**WORK INSTRUCTION:** Your answer must be an exact repetition of every record.

**EXERCISE DATA:**
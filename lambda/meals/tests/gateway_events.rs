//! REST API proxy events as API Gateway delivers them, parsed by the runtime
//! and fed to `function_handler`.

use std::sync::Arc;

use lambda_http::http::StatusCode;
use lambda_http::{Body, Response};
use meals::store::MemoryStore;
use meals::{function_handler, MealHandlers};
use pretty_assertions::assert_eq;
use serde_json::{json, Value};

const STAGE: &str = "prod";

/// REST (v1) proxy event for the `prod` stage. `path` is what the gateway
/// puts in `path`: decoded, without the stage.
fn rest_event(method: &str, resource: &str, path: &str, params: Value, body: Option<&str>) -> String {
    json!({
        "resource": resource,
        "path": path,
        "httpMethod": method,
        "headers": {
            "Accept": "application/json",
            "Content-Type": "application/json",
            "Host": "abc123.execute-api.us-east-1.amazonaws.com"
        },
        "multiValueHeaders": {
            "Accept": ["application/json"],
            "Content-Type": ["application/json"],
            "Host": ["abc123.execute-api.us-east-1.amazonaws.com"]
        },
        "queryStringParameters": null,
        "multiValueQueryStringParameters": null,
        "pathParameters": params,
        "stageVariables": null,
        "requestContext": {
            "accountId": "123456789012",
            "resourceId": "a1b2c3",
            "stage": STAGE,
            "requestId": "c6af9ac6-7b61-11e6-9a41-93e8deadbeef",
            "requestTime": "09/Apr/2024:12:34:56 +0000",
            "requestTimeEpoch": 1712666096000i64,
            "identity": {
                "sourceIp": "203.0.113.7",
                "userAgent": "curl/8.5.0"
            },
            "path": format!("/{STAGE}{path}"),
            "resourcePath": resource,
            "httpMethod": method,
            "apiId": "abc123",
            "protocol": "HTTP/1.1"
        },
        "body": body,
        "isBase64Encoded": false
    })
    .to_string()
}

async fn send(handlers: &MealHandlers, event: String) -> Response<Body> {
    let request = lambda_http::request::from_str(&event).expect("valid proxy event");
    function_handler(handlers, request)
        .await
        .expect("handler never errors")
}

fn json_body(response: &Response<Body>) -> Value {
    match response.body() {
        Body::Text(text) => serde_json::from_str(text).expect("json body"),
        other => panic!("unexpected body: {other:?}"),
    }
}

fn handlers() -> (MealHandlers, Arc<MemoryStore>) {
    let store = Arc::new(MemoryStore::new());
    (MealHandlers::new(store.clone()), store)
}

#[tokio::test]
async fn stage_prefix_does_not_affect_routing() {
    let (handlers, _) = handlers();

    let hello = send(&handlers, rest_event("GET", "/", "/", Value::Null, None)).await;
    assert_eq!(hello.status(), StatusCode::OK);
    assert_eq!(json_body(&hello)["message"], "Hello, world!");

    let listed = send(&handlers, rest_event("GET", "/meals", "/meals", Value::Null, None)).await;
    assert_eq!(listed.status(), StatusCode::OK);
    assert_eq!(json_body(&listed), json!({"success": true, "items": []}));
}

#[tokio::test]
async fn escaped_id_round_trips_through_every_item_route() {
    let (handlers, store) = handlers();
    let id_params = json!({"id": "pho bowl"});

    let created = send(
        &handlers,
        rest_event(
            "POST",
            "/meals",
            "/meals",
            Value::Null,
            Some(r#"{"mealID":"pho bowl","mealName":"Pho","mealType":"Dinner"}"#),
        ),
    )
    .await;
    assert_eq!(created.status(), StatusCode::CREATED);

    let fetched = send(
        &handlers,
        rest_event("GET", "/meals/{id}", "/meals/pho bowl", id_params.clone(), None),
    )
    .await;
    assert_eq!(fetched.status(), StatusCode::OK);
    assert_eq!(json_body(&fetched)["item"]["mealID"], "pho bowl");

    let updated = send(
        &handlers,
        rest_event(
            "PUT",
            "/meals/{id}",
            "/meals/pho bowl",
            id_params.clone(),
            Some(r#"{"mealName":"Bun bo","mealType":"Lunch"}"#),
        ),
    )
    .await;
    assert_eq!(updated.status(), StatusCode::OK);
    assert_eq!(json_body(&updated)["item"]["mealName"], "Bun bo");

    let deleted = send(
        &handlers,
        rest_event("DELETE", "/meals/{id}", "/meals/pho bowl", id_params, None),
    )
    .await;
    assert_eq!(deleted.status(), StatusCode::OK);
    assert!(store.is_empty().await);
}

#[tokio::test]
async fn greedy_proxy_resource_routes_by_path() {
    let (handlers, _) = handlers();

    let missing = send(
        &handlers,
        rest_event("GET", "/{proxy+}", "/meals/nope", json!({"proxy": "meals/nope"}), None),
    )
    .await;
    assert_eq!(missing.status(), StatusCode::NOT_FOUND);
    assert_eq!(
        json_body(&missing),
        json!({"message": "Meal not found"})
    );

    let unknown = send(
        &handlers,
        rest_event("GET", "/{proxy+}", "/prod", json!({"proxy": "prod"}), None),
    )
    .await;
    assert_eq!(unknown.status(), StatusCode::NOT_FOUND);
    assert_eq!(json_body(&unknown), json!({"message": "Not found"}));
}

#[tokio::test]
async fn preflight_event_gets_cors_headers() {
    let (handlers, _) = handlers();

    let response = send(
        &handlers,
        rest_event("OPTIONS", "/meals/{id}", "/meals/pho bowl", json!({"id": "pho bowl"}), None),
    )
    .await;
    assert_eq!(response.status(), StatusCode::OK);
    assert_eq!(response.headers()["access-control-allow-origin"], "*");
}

**RESULT OF THE EXERCISE:**
filename lambda/meals/tests/gateway_events.rs
//! REST API proxy events as API Gateway delivers them, parsed by the runtime
//! and fed to `function_handler`.

use std::sync::Arc;

use lambda_http::http::StatusCode;
use lambda_http::{Body, Response};
use meals::store::MemoryStore;
use meals::{function_handler, MealHandlers};
use pretty_assertions::assert_eq;
use serde_json::{json, Value};

const STAGE: &str = "prod";

/// REST (v1) proxy event for the `prod` stage. `path` is what the gateway
/// puts in `path`: decoded, without the stage.
fn rest_event(method: &str, resource: &str, path: &str, params: Value, body: Option<&str>) -> String {
    json!({
        "resource": resource,
        "path": path,
        "httpMethod": method,
        "headers": {
            "Accept": "application/json",
            "Content-Type": "application/json",
            "Host": "abc123.execute-api.us-east-1.amazonaws.com"
        },
        "multiValueHeaders": {
            "Accept": ["application/json"],
            "Content-Type": ["application/json"],
            "Host": ["abc123.execute-api.us-east-1.amazonaws.com"]
        },
        "queryStringParameters": null,
        "multiValueQueryStringParameters": null,
        "pathParameters": params,
        "stageVariables": null,
        "requestContext": {
            "accountId": "123456789012",
            "resourceId": "a1b2c3",
            "stage": STAGE,
            "requestId": "c6af9ac6-7b61-11e6-9a41-93e8deadbeef",
            "requestTime": "09/Apr/2024:12:34:56 +0000",
            "requestTimeEpoch": 1712666096000i64,
            "identity": {
                "sourceIp": "203.0.113.7",
                "userAgent": "curl/8.5.0"
            },
            "path": format!("/{STAGE}{path}"),
            "resourcePath": resource,
            "httpMethod": method,
            "apiId": "abc123",
            "protocol": "HTTP/1.1"
        },
        "body": body,
        "isBase64Encoded": false
    })
    .to_string()
}

async fn send(handlers: &MealHandlers, event: String) -> Response<Body> {
    let request = lambda_http::request::from_str(&event).expect("valid proxy event");
    function_handler(handlers, request)
        .await
        .expect("handler never errors")
}

fn json_body(response: &Response<Body>) -> Value {
    match response.body() {
        Body::Text(text) => serde_json::from_str(text).expect("json body"),
        other => panic!("unexpected body: {other:?}"),
    }
}

fn handlers() -> (MealHandlers, Arc<MemoryStore>) {
    let store = Arc::new(MemoryStore::new());
    (MealHandlers::new(store.clone()), store)
}

#[tokio::test]
async fn stage_prefix_does_not_affect_routing() {
    let (handlers, _) = handlers();

    let hello = send(&handlers, rest_event("GET", "/", "/", Value::Null, None)).await;
    assert_eq!(hello.status(), StatusCode::OK);
    assert_eq!(json_body(&hello)["message"], "Hello, world!");

    let listed = send(&handlers, rest_event("GET", "/meals", "/meals", Value::Null, None)).await;
    assert_eq!(listed.status(), StatusCode::OK);
    assert_eq!(json_body(&listed), json!({"success": true, "items": []}));
}

#[tokio::test]
async fn escaped_id_round_trips_through_every_item_route() {
    let (handlers, store) = handlers();
    let id_params = json!({"id": "pho bowl"});

    let created = send(
        &handlers,
        rest_event(
            "POST",
            "/meals",
            "/meals",
            Value::Null,
            Some(r#"{"mealID":"pho bowl","mealName":"Pho","mealType":"Dinner"}"#),
        ),
    )
    .await;
    assert_eq!(created.status(), StatusCode::CREATED);

    let fetched = send(
        &handlers,
        rest_event("GET", "/meals/{id}", "/meals/pho bowl", id_params.clone(), None),
    )
    .await;
    assert_eq!(fetched.status(), StatusCode::OK);
    assert_eq!(json_body(&fetched)["item"]["mealID"], "pho bowl");

    let updated = send(
        &handlers,
        rest_event(
            "PUT",
            "/meals/{id}",
            "/meals/pho bowl",
            id_params.clone(),
            Some(r#"{"mealName":"Bun bo","mealType":"Lunch"}"#),
        ),
    )
    .await;
    assert_eq!(updated.status(), StatusCode::OK);
    assert_eq!(json_body(&updated)["item"]["mealName"], "Bun bo");

    let deleted = send(
        &handlers,
        rest_event("DELETE", "/meals/{id}", "/meals/pho bowl", id_params, None),
    )
    .await;
    assert_eq!(deleted.status(), StatusCode::OK);
    assert!(store.is_empty().await);
}

#[tokio::test]
async fn greedy_proxy_resource_routes_by_path() {
    let (handlers, _) = handlers();

    let missing = send(
        &handlers,
        rest_event("GET", "/{proxy+}", "/meals/nope", json!({"proxy": "meals/nope"}), None),
    )
    .await;
    assert_eq!(missing.status(), StatusCode::NOT_FOUND);
    assert_eq!(
        json_body(&missing),
        json!({"message": "Meal not found"})
    );

    let unknown = send(
        &handlers,
        rest_event("GET", "/{proxy+}", "/prod", json!({"proxy": "prod"}), None),
    )
    .await;
    assert_eq!(unknown.status(), StatusCode::NOT_FOUND);
    assert_eq!(json_body(&unknown), json!({"message": "Not found"}));
}

#[tokio::test]
async fn preflight_event_gets_cors_headers() {
    let (handlers, _) = handlers();

    let response = send(
        &handlers,
        rest_event("OPTIONS", "/meals/{id}", "/meals/pho bowl", json!({"id": "pho bowl"}), None),
    )
    .await;
    assert_eq!(response.status(), StatusCode::OK);
    assert_eq!(response.headers()["access-control-allow-origin"], "*");
}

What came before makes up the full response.